Posted Flock & Herd April 2013


In Australia, bovine theileriosis is caused by the haemoprotozoan Theileria orientalis that infects erythrocytes, and can result in clinical signs of lethargy, fever, anaemia, jaundice, abortions and mortalities in naive cattle. Many outbreaks of clinical disease have occurred in NSW since 2007, and several have been reported in Victoria in 2011-2012. Clinical disease can be assessed by PCV and blood smear examinations to detect a regenerative anaemia and estimate the level of parasitaemia. However, theilerial infections are long-term and may be difficult to detect in normal cattle on smear examination as the level of parasites in the blood declines. T. orientalis has three common types (Ikeda, Chitose and Buffeli), based on differences in their major piroplasm surface protein (MPSP), and application of conventional (gel-based) PCR assays is currently required to differentiate these, using EDTA blood samples. The Ikeda type has been associated with severe outbreaks in cattle overseas, and may occur in association with other types. Some early disease outbreaks in NSW were shown to be associated with Ikeda and Chitose types,1 based on tests performed in Japan, while prior to 2007, theilerial infections in Australian cattle were not associated with disease and were attributed to the non-pathogenic Buffeli type found in Queensland. This type was considered to be transmitted by Haemaphysalis spp. ticks which have a distribution along the eastern seaboard of Australia2,3 but have also been reported further inland.4,5

Conventional PCR diagnostic tests for MPSP types require separate tests. Multiplexing (to detect multiple types in the one assay) is not possible because the end products are of similar size. Thus the different MPSP types would not be distinguished if PCR products were run concurrently on a gel. So while samples can be screened for the presence of a T. orientalis universal MPSP sequence (for example by using a p32 assay), they then require type-specific conventional PCR tests on positives. Application of quantitative PCR (also known as real time PCR) is a possible means of reducing testing time and cost by multiplexing, but will require extensive validation before it can be routinely used.
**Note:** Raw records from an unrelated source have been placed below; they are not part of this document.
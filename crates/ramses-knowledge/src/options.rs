//! Adaptation options proposed by Analyse and resolved by Plan.
//!
//! An [`AdaptationOption`] carries the fields shared by every option and
//! an [`OptionKind`] payload. The payload's computed fields start empty
//! (`None`) and are filled in by the Plan stage before an option can be
//! chosen.

use std::collections::BTreeMap;

use serde::{Deserialize, Serialize};

use crate::qos::{epoch_secs, QosKind};
use crate::types::{ImplementationId, InstanceId, ServiceId};

/// The structural change an option proposes.
#[derive(Debug, Clone, PartialEq, Serialize, Deserialize)]
#[serde(tag = "type", rename_all = "snake_case")]
pub enum OptionKind {
    ChangeLoadBalancerWeights {
        #[serde(default)]
        new_weights: Option<BTreeMap<InstanceId, f64>>,
        #[serde(default)]
        instances_to_shutdown: Vec<InstanceId>,
    },
    AddInstance {
        #[serde(default)]
        new_instance_weight: Option<f64>,
        #[serde(default)]
        old_instances_new_weights: Option<BTreeMap<InstanceId, f64>>,
        #[serde(default)]
        instances_to_shutdown: Vec<InstanceId>,
    },
    ShutdownInstance {
        instance_to_shutdown: InstanceId,
        #[serde(default)]
        new_weights: Option<BTreeMap<InstanceId, f64>>,
    },
    ChangeImplementation {
        possible_implementations: Vec<ImplementationId>,
        #[serde(default)]
        new_implementation_id: Option<ImplementationId>,
    },
}

impl OptionKind {
    pub fn name(&self) -> &'static str {
        match self {
            OptionKind::ChangeLoadBalancerWeights { .. } => "ChangeLoadBalancerWeights",
            OptionKind::AddInstance { .. } => "AddInstance",
            OptionKind::ShutdownInstance { .. } => "ShutdownInstance",
            OptionKind::ChangeImplementation { .. } => "ChangeImplementation",
        }
    }
}

/// A proposed or chosen adaptation of one service.
#[derive(Debug, Clone, PartialEq, Serialize, Deserialize)]
pub struct AdaptationOption {
    pub service_id: ServiceId,
    pub implementation_id: ImplementationId,
    #[serde(default)]
    pub forced: bool,
    #[serde(default)]
    pub comment: String,
    /// Unix timestamp (seconds) when the option was proposed.
    #[serde(default)]
    pub timestamp: u64,
    /// QoS kind whose violation motivated the option.
    #[serde(default)]
    pub goal: Option<QosKind>,
    pub kind: OptionKind,
}

impl AdaptationOption {
    fn new(
        service_id: impl Into<ServiceId>,
        implementation_id: impl Into<ImplementationId>,
        kind: OptionKind,
    ) -> Self {
        Self {
            service_id: service_id.into(),
            implementation_id: implementation_id.into(),
            forced: false,
            comment: String::new(),
            timestamp: epoch_secs(),
            goal: None,
            kind,
        }
    }

    pub fn change_load_balancer_weights(
        service_id: impl Into<ServiceId>,
        implementation_id: impl Into<ImplementationId>,
    ) -> Self {
        Self::new(
            service_id,
            implementation_id,
            OptionKind::ChangeLoadBalancerWeights {
                new_weights: None,
                instances_to_shutdown: Vec::new(),
            },
        )
    }

    pub fn add_instance(
        service_id: impl Into<ServiceId>,
        implementation_id: impl Into<ImplementationId>,
    ) -> Self {
        Self::new(
            service_id,
            implementation_id,
            OptionKind::AddInstance {
                new_instance_weight: None,
                old_instances_new_weights: None,
                instances_to_shutdown: Vec::new(),
            },
        )
    }

    pub fn shutdown_instance(
        service_id: impl Into<ServiceId>,
        implementation_id: impl Into<ImplementationId>,
        instance_id: impl Into<InstanceId>,
    ) -> Self {
        Self::new(
            service_id,
            implementation_id,
            OptionKind::ShutdownInstance {
                instance_to_shutdown: instance_id.into(),
                new_weights: None,
            },
        )
    }

    pub fn change_implementation(
        service_id: impl Into<ServiceId>,
        implementation_id: impl Into<ImplementationId>,
        possible_implementations: Vec<ImplementationId>,
        goal: QosKind,
    ) -> Self {
        let mut option = Self::new(
            service_id,
            implementation_id,
            OptionKind::ChangeImplementation {
                possible_implementations,
                new_implementation_id: None,
            },
        );
        option.goal = Some(goal);
        option
    }

    pub fn forced(mut self) -> Self {
        self.forced = true;
        self
    }

    pub fn with_goal(mut self, goal: QosKind) -> Self {
        self.goal = Some(goal);
        self
    }

    pub fn with_comment(mut self, comment: impl Into<String>) -> Self {
        self.comment = comment.into();
        self
    }

    /// True once the Plan stage has computed the option's parameters.
    pub fn is_resolved(&self) -> bool {
        match &self.kind {
            OptionKind::ChangeLoadBalancerWeights { new_weights, .. } => new_weights.is_some(),
            OptionKind::AddInstance {
                new_instance_weight,
                old_instances_new_weights,
                ..
            } => new_instance_weight.is_some() && old_instances_new_weights.is_some(),
            OptionKind::ShutdownInstance { new_weights, .. } => new_weights.is_some(),
            OptionKind::ChangeImplementation {
                new_implementation_id,
                ..
            } => new_implementation_id.is_some(),
        }
    }

    /// Full weight map after an add-instance option, keyed with the id
    /// the new instance received. `None` until the weights are computed
    /// or when this is not an add-instance option.
    pub fn final_weights(&self, new_instance_id: &str) -> Option<BTreeMap<InstanceId, f64>> {
        match &self.kind {
            OptionKind::AddInstance {
                new_instance_weight: Some(weight),
                old_instances_new_weights: Some(old),
                ..
            } => {
                let mut weights = old.clone();
                weights.insert(new_instance_id.to_string(), *weight);
                Some(weights)
            }
            _ => None,
        }
    }

    pub fn description(&self) -> String {
        let prefix = if self.forced {
            "FORCED -".to_string()
        } else {
            match self.goal {
                Some(goal) => format!("Goal: {goal} -"),
                None => "-".to_string(),
            }
        };
        let body = match &self.kind {
            OptionKind::ChangeLoadBalancerWeights { .. } => {
                format!("Change the load balancer weights of service {}.", self.service_id)
            }
            OptionKind::AddInstance { .. } => {
                format!("Add a new instance of service {}.", self.service_id)
            }
            OptionKind::ShutdownInstance {
                instance_to_shutdown,
                ..
            } => format!(
                "Shutdown instance {instance_to_shutdown} of service {}.",
                self.service_id
            ),
            OptionKind::ChangeImplementation {
                possible_implementations,
                ..
            } => format!(
                "Change the implementation of service {} to one of [{}].",
                self.service_id,
                possible_implementations.join(", ")
            ),
        };
        if self.comment.is_empty() {
            format!("{prefix} {body}")
        } else {
            format!("{prefix} {body} {}", self.comment)
        }
    }
}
Serology for theileriosis due to T. orientalis has also received little attention. ELISA technology based on recombinant antigens would offer advantages over previously applied antibody-based tests that have relied on mechanically and chemically extracted protozoal fragments or fractions. Such antigens have been previously applied in tests including an indirect fluorescent antibody test (IFAT)6, a complement fixation test (CFT)7 and an ELISA.8,9 Apart from application of recombinant MPSP antigen in a latex agglutination test for cattle10 and an ELISA to detect antibodies in water buffaloes,11 no recombinant ELISA to detect T. orientalis in cattle, or MPSP type-specific assays have been described in the published literature.


Distribution of T. orientalis and its MPSP types

In a structured survey of herds in eastern Australia considered typical of their district but in regions where clinical disease due to theileriosis was infrequent or absent, testing of 516 cattle in 50 herds (NSW 20; Qld 20; south eastern Victoria 10 herds) was undertaken. Conventional PCR analyses of blood samples identified cattle that tested positive on the screening assay (p32) for theileriosis, and then confirmed which of the three major types (Ikeda, Chitose, Buffeli) were present in the positive samples. Chitose was the most prevalent type detected in all three states. Ikeda was more limited in distribution in this survey, appearing in three of five regions of Queensland (North, South and South East), and only one in NSW (North Coast), and was detected in only one animal in Victoria.

In investigations of diagnostic samples of suspect field cases in NSW, we also characterised, by MPSP type and location, 434 samples collected from 116 herds between May 2009-Oct 2011. The LHPAs of Mid-Coast and Cumberland each had 9-16 new confirmed herds detected annually. Trends indicated that confirmed herds were less frequently identified during the winter period (June - Aug) in each LHPA region, and that the numbers of known affected herds progressively increased in new areas, with 12 LHPAs having confirmed cases by October 2011. In that study, cumulative numbers of smear positive and Ikeda positive herds showed a divergence in the detection rates on samples after September 2010, coinciding with the introduction of a modified PCR method in which both neat and diluted DNA extracts were tested (Fig. 1). The total number of clinically infected herds reached 140 by 2011 and mirrored the number of Ikeda-infected herds detected. Later in the study period, PCR testing was less prevalent on diagnostic submissions, which explains the lesser number of Ikeda positive new herds found (Fig. 1).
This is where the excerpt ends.